Today, no doubt, Alfred would have been using the internet by the age of six and dashing off e-mails by the time he was eight. As a confirmed enthusiast for the new technology - eighteenth-century leather volumes and paperback computer books jostle for space on my study shelves - I'm grateful for many of the resources that today's youngsters possess and I think much good comes from them (as well as a terrible amount of rubbish, but much the same can be said of the tabloid press, etc.).
Word processing of a rather different kind is to be seen in the magnificent Winchester Bible, the jewel of the Cathedral library. This volume, created during the reign of Henry II by itinerant scribes whose work is known in other volumes and other places, is a triumph of calligraphy and illumination. Its pages have been invaluable for our knowledge of the English church, and the engaging personalities of the different people who worked on it are plain to see. The Master of the Leaping Figures, for example, ornaments his pages with dynamic, energy-packed figures contrasting strongly with the more sober, static approach of some of his colleagues. The theological implications are far-reaching. On a more practical level, the point in the project where the money ran out is very evident, as pages are left incomplete - sometimes in mid-verse - and figures are left in outline. It seems that economics played as much a part in church life then as it does these days. But incomplete as it is, this glorious book, its pigments as vibrant as the day they were mixed, its pages lovingly written in immaculate characters, survives as a record of a period of church life dominated by colour, energy, enthusiasm and craftsmanship.
Upstairs they have a small museum, where fragments of the old cathedral that were left after the iconoclasm of the seventeenth century give a glimpse of what Winchester must have looked like originally: the stone alive in painted colour, the Great Screen stunningly carved.

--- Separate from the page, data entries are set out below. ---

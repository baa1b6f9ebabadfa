use std::io::{self, Read};

use crate::error::Error;

/// Decompressed byte stream of one ZIP member.
///
/// Bytes are handed out as they are inflated. When the underlying stream
/// ends, the produced length and CRC-32 are checked against the central
/// directory; a mismatch surfaces as an error from the final `read` call,
/// so a consumer never mistakes a damaged member for a complete one.
pub struct MemberReader {
    inner: Box<dyn Read>,
    name: String,
    encrypted: bool,
    expected_crc: Option<u32>,
    expected_size: u64,
    produced: u64,
    hasher: crc32fast::Hasher,
    finished: bool,
}

impl MemberReader {
    pub(crate) fn new(
        inner: Box<dyn Read>,
        name: &str,
        encrypted: bool,
        expected_crc: Option<u32>,
        expected_size: u64,
    ) -> Self {
        Self {
            inner,
            name: name.to_string(),
            encrypted,
            expected_crc,
            expected_size,
            produced: 0,
            hasher: crc32fast::Hasher::new(),
            finished: false,
        }
    }

    pub fn name(&self) -> &str {
        &self.name
    }

    /// Decompressed bytes produced so far.
    pub fn produced(&self) -> u64 {
        self.produced
    }

    /// A damaged encrypted member most likely means the password slipped
    /// past the check byte, so report it as a decryption failure.
    fn damaged(&self, reason: String) -> io::Error {
        let err = if self.encrypted {
            Error::DecryptionFailed {
                name: self.name.clone(),
                reason,
            }
        } else {
            Error::ArchiveCorrupt(format!("{:?}: {reason}", self.name))
        };
        err.into_io()
    }

    fn classify(&self, err: io::Error) -> io::Error {
        let carries_typed = err.get_ref().is_some_and(|inner| inner.is::<Error>());
        if carries_typed {
            return err;
        }
        match err.kind() {
            io::ErrorKind::InvalidInput | io::ErrorKind::InvalidData => {
                self.damaged(format!("decompression failed: {err}"))
            }
            io::ErrorKind::UnexpectedEof => {
                Error::ArchiveCorrupt(format!("{:?}: member data is truncated", self.name))
                    .into_io()
            }
            _ => err,
        }
    }

    fn finish(&mut self) -> io::Result<()> {
        self.finished = true;
        if self.produced != self.expected_size {
            return Err(self.damaged(format!(
                "size mismatch: expected {} bytes, got {}",
                self.expected_size, self.produced
            )));
        }
        if let Some(expected) = self.expected_crc {
            let actual = self.hasher.clone().finalize();
            if actual != expected {
                return Err(self.damaged(format!(
                    "CRC mismatch: expected {expected:#010x}, got {actual:#010x}"
                )));
            }
        }
        Ok(())
    }
}

impl Read for MemberReader {
    fn read(&mut self, buf: &mut [u8]) -> io::Result<usize> {
        if self.finished || buf.is_empty() {
            return Ok(0);
        }
        let n = match self.inner.read(buf) {
            Ok(n) => n,
            Err(e) if e.kind() == io::ErrorKind::Interrupted => return Err(e),
            Err(e) => {
                self.finished = true;
                return Err(self.classify(e));
            }
        };
        if n == 0 {
            self.finish()?;
            return Ok(0);
        }

        self.produced += n as u64;
        if self.produced > self.expected_size {
            self.finished = true;
            return Err(self.damaged(format!(
                "member inflates past its declared {} bytes",
                self.expected_size
            )));
        }
        self.hasher.update(&buf[..n]);
        Ok(n)
    }
}

impl std::fmt::Debug for MemberReader {
    fn fmt(&self, f: &mut std::fmt::Formatter<'_>) -> std::fmt::Result {
        f.debug_struct("MemberReader")
            .field("name", &self.name)
            .field("encrypted", &self.encrypted)
            .field("produced", &self.produced)
            .field("expected_size", &self.expected_size)
            .finish()
    }
}
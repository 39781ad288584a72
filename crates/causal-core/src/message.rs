//! Chat messages and their wire format.
//!
//! On the wire a message is a JSON object:
//!
//! ```text
//! {"sender_id": "0", "content": "Hello from Node 0!", "timestamp": {"0": 1, "1": 0, "2": 0}}
//! ```
//!
//! Unknown fields are ignored when decoding. Counters must be non-negative
//! integers; anything else is malformed.

use crate::clock::Timestamp;
use crate::process::{Membership, ProcessId};
use serde::{Deserialize, Serialize};
use thiserror::Error;

/// Errors converting messages to and from their wire form.
#[derive(Error, Debug)]
pub enum WireError {
    #[error("Malformed message: {0}")]
    Malformed(#[source] serde_json::Error),

    #[error("Failed to encode message: {0}")]
    Encode(#[source] serde_json::Error),
}

/// An immutable chat message.
#[derive(Clone, Debug, PartialEq, Eq, Serialize, Deserialize)]
pub struct Message {
    #[serde(rename = "sender_id")]
    sender: ProcessId,
    content: String,
    #[serde(rename = "timestamp")]
    stamp: Timestamp,
}

impl Message {
    pub fn new(sender: ProcessId, content: impl Into<String>, stamp: Timestamp) -> Self {
        Self {
            sender,
            content: content.into(),
            stamp,
        }
    }

    pub fn sender(&self) -> &ProcessId {
        &self.sender
    }

    pub fn content(&self) -> &str {
        &self.content
    }

    pub fn stamp(&self) -> &Timestamp {
        &self.stamp
    }

    /// Identity used for deduplication, normalized to `membership`.
    pub fn id(&self, membership: &Membership) -> MessageId {
        MessageId {
            sender: self.sender.clone(),
            stamp: self.stamp.restricted_to(membership),
        }
    }

    /// Serialize to the JSON wire format.
    pub fn encode(&self) -> Result<Vec<u8>, WireError> {
        serde_json::to_vec(self).map_err(WireError::Encode)
    }

    /// Parse a message from its JSON wire format.
    pub fn decode(bytes: &[u8]) -> Result<Self, WireError> {
        serde_json::from_slice(bytes).map_err(WireError::Malformed)
    }
}

/// Identity of a message: its sender and the stamp it was sent with.
///
/// Two sends can never share an identity, since every send advances the
/// sender's own counter.
#[derive(Clone, Debug, PartialEq, Eq, Hash)]
pub struct MessageId {
    pub sender: ProcessId,
    pub stamp: Timestamp,
}
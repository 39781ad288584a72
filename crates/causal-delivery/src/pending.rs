//! Buffer of received messages waiting on causal predecessors.
//!
//! Messages leave the buffer only by being delivered. There is no timeout or
//! eviction: a message whose predecessor never arrives stays here for the
//! lifetime of the node, so operators should watch [`PendingSet::len`].

use causal_core::Message;

/// Messages received but not yet deliverable, in arrival order.
#[derive(Clone, Debug, Default)]
pub struct PendingSet {
    messages: Vec<Message>,
}

impl PendingSet {
    pub fn new() -> Self {
        Self {
            messages: Vec::new(),
        }
    }

    /// Buffer a message behind everything already pending.
    pub fn insert(&mut self, message: Message) {
        self.messages.push(message);
    }

    /// Make one pass over the buffer in arrival order.
    ///
    /// `ready` is asked about each message in turn; those it accepts are
    /// removed and returned in the order they were accepted. `ready` may
    /// change the state it inspects, so a message accepted early in the pass
    /// can make a later one ready within the same pass.
    pub fn take_pass<F>(&mut self, mut ready: F) -> Vec<Message>
    where
        F: FnMut(&Message) -> bool,
    {
        let mut taken = Vec::new();
        let mut kept = Vec::with_capacity(self.messages.len());

        for message in self.messages.drain(..) {
            if ready(&message) {
                taken.push(message);
            } else {
                kept.push(message);
            }
        }

        self.messages = kept;
        taken
    }

    pub fn iter(&self) -> impl Iterator<Item = &Message> {
        self.messages.iter()
    }

    pub fn len(&self) -> usize {
        self.messages.len()
    }

    pub fn is_empty(&self) -> bool {
        self.messages.is_empty()
    }
}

They were strange days. Great architecture is no substitute for reformed theology, and the Bishops of Winchester did own a lot of licensed brothels in pre-sixteenth century London. I must admit, too, that visiting some of the great cathedrals of Europe from which the glories of Winchester ultimately derive, I haven't always found them an aid to worship - sometimes the exact opposite. Nevertheless, visiting Winchester always makes me feel immensely grateful that so much beauty has survived the centuries, and I recommend the experience to all who cherish England's history.